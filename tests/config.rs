use std::fs;

use assert_matches::assert_matches;

use seqdb_sampler::config::{
    AllowlistEntry, Config, ConfigLoader, ConfigOverrides, RunEntry, RunEntryObject, SeedMode,
};
use seqdb_sampler::domain::{FirstOnlyAccessions, StrategyName};
use seqdb_sampler::error::SeqdbError;
use seqdb_sampler::selection::Strategy;

#[test]
fn default_plan_mirrors_historical_databases() {
    let resolved =
        ConfigLoader::resolve_config(Config::default(), &ConfigOverrides::default()).unwrap();
    let names: Vec<_> = resolved.runs.iter().map(|run| run.name.as_str()).collect();
    assert_eq!(
        names,
        vec![
            "full_refseq",
            "only_first",
            "each_random_1",
            "each_random_2",
            "each_random_3",
            "only_gut_nature",
            "random_30_1",
            "random_30_2",
            "random_30_3",
            "random_10_1",
            "random_10_2",
            "random_10_3",
        ]
    );
    assert_eq!(resolved.seed, 42);
    assert_eq!(resolved.seed_mode, SeedMode::PerRun);
    assert!(resolved.runs[0].output_base.ends_with("db_files/full_refseq"));
    assert_eq!(resolved.mapping_path.as_str(), "mapping.json");
}

#[test]
fn per_run_seeds_follow_plan_position() {
    let resolved = ConfigLoader::resolve_config(
        Config::default(),
        &ConfigOverrides {
            seed: Some(100),
            ..ConfigOverrides::default()
        },
    )
    .unwrap();
    let seeds: Vec<_> = resolved.runs.iter().map(|run| run.seed).collect();
    assert_eq!(seeds, (100..112).collect::<Vec<u64>>());
}

#[test]
fn parses_detailed_and_shorthand_entries() {
    let config: Config = serde_json::from_str(
        r#"{
            "seed": 7,
            "first_only_accessions": "taxon",
            "allowlist": ["Foo_bar"],
            "runs": [
                "first-only",
                "random-fraction:0.25",
                {"strategy": "random-single", "name": "rs", "replicates": 2, "seed": 1000},
                {"strategy": "allowlist", "name": "picked"}
            ]
        }"#,
    )
    .unwrap();
    let resolved = ConfigLoader::resolve_config(config, &ConfigOverrides::default()).unwrap();

    let names: Vec<_> = resolved.runs.iter().map(|run| run.name.as_str()).collect();
    assert_eq!(names, vec!["only_first", "random_25", "rs_1", "rs_2", "picked"]);
    assert_eq!(
        resolved.runs[0].strategy,
        Strategy::FirstOnly {
            accessions: FirstOnlyAccessions::Taxon
        }
    );
    assert_eq!(resolved.runs[1].seed, 8);
    assert_eq!(resolved.runs[2].seed, 1000);
    assert_eq!(resolved.runs[3].seed, 1001);
    assert_matches!(&resolved.runs[4].strategy, Strategy::Allowlist(list) if list.len() == 1);
}

#[test]
fn allowlist_file_is_loaded() {
    let temp = tempfile::tempdir().unwrap();
    let path = temp.path().join("species.txt");
    fs::write(&path, "# gut isolates\nBacteroides_fragilis\n\nescherichia_coli # K-12\n").unwrap();

    let config = Config {
        allowlist: Some(AllowlistEntry::File {
            file: path.to_string_lossy().to_string(),
        }),
        runs: vec![RunEntry::Shorthand("allowlist".to_string())],
        ..Config::default()
    };
    let resolved = ConfigLoader::resolve_config(config, &ConfigOverrides::default()).unwrap();
    assert_eq!(resolved.allowlist.len(), 2);
    assert!(resolved.allowlist.contains(&"bacteroides_fragilis".parse().unwrap()));
}

#[test]
fn random_fraction_requires_fraction() {
    let config = Config {
        runs: vec![RunEntry::Detailed(RunEntryObject::new(StrategyName::RandomFraction))],
        ..Config::default()
    };
    let err = ConfigLoader::resolve_config(config, &ConfigOverrides::default()).unwrap_err();
    assert_matches!(err, SeqdbError::InvalidRun(_));
}

#[test]
fn rejects_bad_entries() {
    let bad = |entry: RunEntry| {
        let config = Config {
            runs: vec![entry],
            ..Config::default()
        };
        ConfigLoader::resolve_config(config, &ConfigOverrides::default()).unwrap_err()
    };

    assert_matches!(
        bad(RunEntry::Shorthand("sideways".to_string())),
        SeqdbError::InvalidStrategy(_)
    );
    assert_matches!(
        bad(RunEntry::Shorthand("random-fraction:2".to_string())),
        SeqdbError::InvalidFraction(_)
    );
    assert_matches!(
        bad(RunEntry::Detailed(RunEntryObject {
            replicates: Some(0),
            ..RunEntryObject::new(StrategyName::Full)
        })),
        SeqdbError::InvalidRun(_)
    );
}

#[test]
fn missing_explicit_config_is_an_error() {
    let err = ConfigLoader::resolve(Some("/nonexistent/seqdb.json"), &ConfigOverrides::default())
        .unwrap_err();
    assert_matches!(err, SeqdbError::ConfigRead(_));
}

#[test]
fn colliding_output_names_are_rejected() {
    let resolve = |runs: &[&str]| {
        let config = Config {
            runs: runs.iter().map(|run| RunEntry::Shorthand(run.to_string())).collect(),
            ..Config::default()
        };
        ConfigLoader::resolve_config(config, &ConfigOverrides::default())
    };

    assert_matches!(
        resolve(&["random-single", "random-single"]),
        Err(SeqdbError::InvalidRun(message)) if message.contains("each_random")
    );
    assert_matches!(
        resolve(&["random-fraction:0.3", "random-fraction:0.304"]),
        Err(SeqdbError::InvalidRun(message)) if message.contains("random_30")
    );
    assert!(resolve(&["random-fraction:0.3", "random-fraction:0.1"]).is_ok());
}

#[test]
fn replicate_labels_collide_with_explicit_names() {
    let config: Config = serde_json::from_str(
        r#"{"runs": [
            {"strategy": "random-single", "replicates": 2},
            {"strategy": "full", "name": "each_random_2"}
        ]}"#,
    )
    .unwrap();
    let err = ConfigLoader::resolve_config(config, &ConfigOverrides::default()).unwrap_err();
    assert_matches!(err, SeqdbError::InvalidRun(_));
}

#[test]
fn detailed_entries_accept_shorthand_spellings() {
    let config: Config = serde_json::from_str(
        r#"{"runs": [
            {"strategy": "first"},
            {"strategy": "random_fraction", "fraction": 0.2},
            {"strategy": "Random-Single"}
        ]}"#,
    )
    .unwrap();
    let resolved = ConfigLoader::resolve_config(config, &ConfigOverrides::default()).unwrap();
    let names: Vec<_> = resolved.runs.iter().map(|run| run.name.as_str()).collect();
    assert_eq!(names, vec!["only_first", "random_20", "each_random"]);

    let err = serde_json::from_str::<Config>(r#"{"runs": [{"strategy": "sideways"}]}"#);
    assert!(err.is_err());
}

#[test]
fn strategy_names_serialize_canonically() {
    let entry = RunEntryObject::new(StrategyName::RandomFraction);
    let json = serde_json::to_value(&entry).unwrap();
    assert_eq!(json["strategy"], "random-fraction");
}

#[test]
fn allowlist_file_is_relative_to_config() {
    let temp = tempfile::tempdir().unwrap();
    fs::write(temp.path().join("species.txt"), "Bacteroides_fragilis\n").unwrap();
    let config_path = temp.path().join("seqdb.json");
    fs::write(
        &config_path,
        r#"{"allowlist": {"file": "species.txt"}, "runs": ["allowlist"]}"#,
    )
    .unwrap();

    let resolved = ConfigLoader::resolve(
        Some(config_path.to_str().unwrap()),
        &ConfigOverrides::default(),
    )
    .unwrap();
    assert_eq!(resolved.allowlist.len(), 1);
    assert!(resolved.allowlist.contains(&"bacteroides_fragilis".parse().unwrap()));
}

#[test]
fn unknown_schema_version_is_rejected() {
    let config = Config {
        schema_version: Some(2),
        ..Config::default()
    };
    let err = ConfigLoader::resolve_config(config, &ConfigOverrides::default()).unwrap_err();
    assert_matches!(err, SeqdbError::ConfigParse(message) if message.contains("schema_version 2"));

    let config = Config {
        schema_version: Some(1),
        ..Config::default()
    };
    assert!(ConfigLoader::resolve_config(config, &ConfigOverrides::default()).is_ok());
}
******************************
EXERCISE GOAL:
The answer must consist of every line in the records above that contains the word "Some".

ANSWER TO THIS TASK:
            seed: Some(100),
        allowlist: Some(AllowlistEntry::File {
            replicates: Some(0),
    let err = ConfigLoader::resolve(Some("/nonexistent/seqdb.json"), &ConfigOverrides::default())
        Some(config_path.to_str().unwrap()),
        schema_version: Some(2),
        schema_version: Some(1),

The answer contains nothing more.